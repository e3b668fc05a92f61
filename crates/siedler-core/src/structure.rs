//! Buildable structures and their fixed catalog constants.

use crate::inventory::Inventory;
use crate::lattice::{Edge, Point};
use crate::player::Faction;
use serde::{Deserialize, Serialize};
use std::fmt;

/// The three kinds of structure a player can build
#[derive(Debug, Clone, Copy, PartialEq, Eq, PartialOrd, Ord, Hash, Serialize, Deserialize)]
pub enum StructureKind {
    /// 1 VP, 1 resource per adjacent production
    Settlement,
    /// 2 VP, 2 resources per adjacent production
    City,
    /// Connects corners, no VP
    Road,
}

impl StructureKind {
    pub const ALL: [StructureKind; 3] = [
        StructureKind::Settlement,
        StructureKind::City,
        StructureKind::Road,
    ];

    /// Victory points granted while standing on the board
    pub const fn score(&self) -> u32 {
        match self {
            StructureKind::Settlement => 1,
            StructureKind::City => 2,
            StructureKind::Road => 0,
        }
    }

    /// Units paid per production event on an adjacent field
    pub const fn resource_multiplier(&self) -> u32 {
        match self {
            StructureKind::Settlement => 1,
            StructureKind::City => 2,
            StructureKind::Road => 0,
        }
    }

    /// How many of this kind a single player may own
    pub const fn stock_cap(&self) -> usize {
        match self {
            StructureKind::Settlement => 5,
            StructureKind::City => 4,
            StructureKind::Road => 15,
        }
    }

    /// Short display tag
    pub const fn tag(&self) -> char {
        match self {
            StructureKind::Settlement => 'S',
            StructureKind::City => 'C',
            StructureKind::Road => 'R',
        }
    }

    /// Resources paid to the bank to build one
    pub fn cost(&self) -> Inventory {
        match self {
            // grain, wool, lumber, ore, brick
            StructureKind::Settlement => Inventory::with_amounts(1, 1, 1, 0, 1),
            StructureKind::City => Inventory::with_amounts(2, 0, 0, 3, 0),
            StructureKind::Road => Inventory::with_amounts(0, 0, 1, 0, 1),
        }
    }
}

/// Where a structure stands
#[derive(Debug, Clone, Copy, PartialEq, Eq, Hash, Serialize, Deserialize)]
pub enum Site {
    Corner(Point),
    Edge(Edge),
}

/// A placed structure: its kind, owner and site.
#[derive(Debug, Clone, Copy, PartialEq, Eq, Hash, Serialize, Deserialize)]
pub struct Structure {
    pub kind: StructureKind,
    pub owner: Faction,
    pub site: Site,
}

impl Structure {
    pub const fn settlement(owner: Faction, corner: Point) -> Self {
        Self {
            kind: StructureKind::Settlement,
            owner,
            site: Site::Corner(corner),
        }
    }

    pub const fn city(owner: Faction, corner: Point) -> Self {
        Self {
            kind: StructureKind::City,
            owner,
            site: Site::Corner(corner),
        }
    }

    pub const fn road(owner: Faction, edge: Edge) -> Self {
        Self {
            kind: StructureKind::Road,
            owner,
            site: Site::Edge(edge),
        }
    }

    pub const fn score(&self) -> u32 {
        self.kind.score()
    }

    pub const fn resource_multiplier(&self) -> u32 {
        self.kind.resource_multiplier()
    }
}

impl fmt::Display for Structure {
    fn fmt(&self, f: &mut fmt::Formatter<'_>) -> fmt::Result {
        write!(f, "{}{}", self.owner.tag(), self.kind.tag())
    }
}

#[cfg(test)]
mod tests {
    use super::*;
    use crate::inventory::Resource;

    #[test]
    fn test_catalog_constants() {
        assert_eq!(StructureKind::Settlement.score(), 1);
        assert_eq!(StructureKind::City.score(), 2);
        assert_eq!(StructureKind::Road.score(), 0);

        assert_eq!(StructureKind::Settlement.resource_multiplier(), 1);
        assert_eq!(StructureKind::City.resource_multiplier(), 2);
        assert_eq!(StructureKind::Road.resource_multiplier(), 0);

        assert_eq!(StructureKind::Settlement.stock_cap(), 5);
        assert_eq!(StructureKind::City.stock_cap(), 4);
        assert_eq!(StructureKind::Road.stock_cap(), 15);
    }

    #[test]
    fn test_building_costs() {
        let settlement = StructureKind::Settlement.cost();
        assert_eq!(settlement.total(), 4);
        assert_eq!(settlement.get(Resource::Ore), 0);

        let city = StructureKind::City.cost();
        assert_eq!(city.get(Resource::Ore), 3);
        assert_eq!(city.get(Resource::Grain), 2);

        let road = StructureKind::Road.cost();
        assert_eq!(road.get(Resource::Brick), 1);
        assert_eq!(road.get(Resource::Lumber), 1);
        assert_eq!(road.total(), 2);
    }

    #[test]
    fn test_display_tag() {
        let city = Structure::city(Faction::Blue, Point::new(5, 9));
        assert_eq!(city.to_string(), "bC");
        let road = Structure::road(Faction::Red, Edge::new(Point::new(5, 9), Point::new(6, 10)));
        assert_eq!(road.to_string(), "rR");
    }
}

□ □ □ □

Your assignment. A word-for-word copy of the listing is the expected answer.

Worked solution.
repository e3b668fc05a92f61
filename crates/siedler-core/src/structure.rs
//! Buildable structures and their fixed catalog constants.

use crate::inventory::Inventory;
use crate::lattice::{Edge, Point};
use crate::player::Faction;
use serde::{Deserialize, Serialize};
use std::fmt;

/// The three kinds of structure a player can build
#[derive(Debug, Clone, Copy, PartialEq, Eq, PartialOrd, Ord, Hash, Serialize, Deserialize)]
pub enum StructureKind {
    /// 1 VP, 1 resource per adjacent production
    Settlement,
    /// 2 VP, 2 resources per adjacent production
    City,
    /// Connects corners, no VP
    Road,
}

impl StructureKind {
    pub const ALL: [StructureKind; 3] = [
        StructureKind::Settlement,
        StructureKind::City,
        StructureKind::Road,
    ];

    /// Victory points granted while standing on the board
    pub const fn score(&self) -> u32 {
        match self {
            StructureKind::Settlement => 1,
            StructureKind::City => 2,
            StructureKind::Road => 0,
        }
    }

    /// Units paid per production event on an adjacent field
    pub const fn resource_multiplier(&self) -> u32 {
        match self {
            StructureKind::Settlement => 1,
            StructureKind::City => 2,
            StructureKind::Road => 0,
        }
    }

    /// How many of this kind a single player may own
    pub const fn stock_cap(&self) -> usize {
        match self {
            StructureKind::Settlement => 5,
            StructureKind::City => 4,
            StructureKind::Road => 15,
        }
    }

    /// Short display tag
    pub const fn tag(&self) -> char {
        match self {
            StructureKind::Settlement => 'S',
            StructureKind::City => 'C',
            StructureKind::Road => 'R',
        }
    }

    /// Resources paid to the bank to build one
    pub fn cost(&self) -> Inventory {
        match self {
            // grain, wool, lumber, ore, brick
            StructureKind::Settlement => Inventory::with_amounts(1, 1, 1, 0, 1),
            StructureKind::City => Inventory::with_amounts(2, 0, 0, 3, 0),
            StructureKind::Road => Inventory::with_amounts(0, 0, 1, 0, 1),
        }
    }
}

/// Where a structure stands
#[derive(Debug, Clone, Copy, PartialEq, Eq, Hash, Serialize, Deserialize)]
pub enum Site {
    Corner(Point),
    Edge(Edge),
}

/// A placed structure: its kind, owner and site.
#[derive(Debug, Clone, Copy, PartialEq, Eq, Hash, Serialize, Deserialize)]
pub struct Structure {
    pub kind: StructureKind,
    pub owner: Faction,
    pub site: Site,
}

impl Structure {
    pub const fn settlement(owner: Faction, corner: Point) -> Self {
        Self {
            kind: StructureKind::Settlement,
            owner,
            site: Site::Corner(corner),
        }
    }

    pub const fn city(owner: Faction, corner: Point) -> Self {
        Self {
            kind: StructureKind::City,
            owner,
            site: Site::Corner(corner),
        }
    }

    pub const fn road(owner: Faction, edge: Edge) -> Self {
        Self {
            kind: StructureKind::Road,
            owner,
            site: Site::Edge(edge),
        }
    }

    pub const fn score(&self) -> u32 {
        self.kind.score()
    }

    pub const fn resource_multiplier(&self) -> u32 {
        self.kind.resource_multiplier()
    }
}

impl fmt::Display for Structure {
    fn fmt(&self, f: &mut fmt::Formatter<'_>) -> fmt::Result {
        write!(f, "{}{}", self.owner.tag(), self.kind.tag())
    }
}

#[cfg(test)]
mod tests {
    use super::*;
    use crate::inventory::Resource;

    #[test]
    fn test_catalog_constants() {
        assert_eq!(StructureKind::Settlement.score(), 1);
        assert_eq!(StructureKind::City.score(), 2);
        assert_eq!(StructureKind::Road.score(), 0);

        assert_eq!(StructureKind::Settlement.resource_multiplier(), 1);
        assert_eq!(StructureKind::City.resource_multiplier(), 2);
        assert_eq!(StructureKind::Road.resource_multiplier(), 0);

        assert_eq!(StructureKind::Settlement.stock_cap(), 5);
        assert_eq!(StructureKind::City.stock_cap(), 4);
        assert_eq!(StructureKind::Road.stock_cap(), 15);
    }

    #[test]
    fn test_building_costs() {
        let settlement = StructureKind::Settlement.cost();
        assert_eq!(settlement.total(), 4);
        assert_eq!(settlement.get(Resource::Ore), 0);

        let city = StructureKind::City.cost();
        assert_eq!(city.get(Resource::Ore), 3);
        assert_eq!(city.get(Resource::Grain), 2);

        let road = StructureKind::Road.cost();
        assert_eq!(road.get(Resource::Brick), 1);
        assert_eq!(road.get(Resource::Lumber), 1);
        assert_eq!(road.total(), 2);
    }

    #[test]
    fn test_display_tag() {
        let city = Structure::city(Faction::Blue, Point::new(5, 9));
        assert_eq!(city.to_string(), "bC");
        let road = Structure::road(Faction::Red, Edge::new(Point::new(5, 9), Point::new(6, 10)));
        assert_eq!(road.to_string(), "rR");
    }
}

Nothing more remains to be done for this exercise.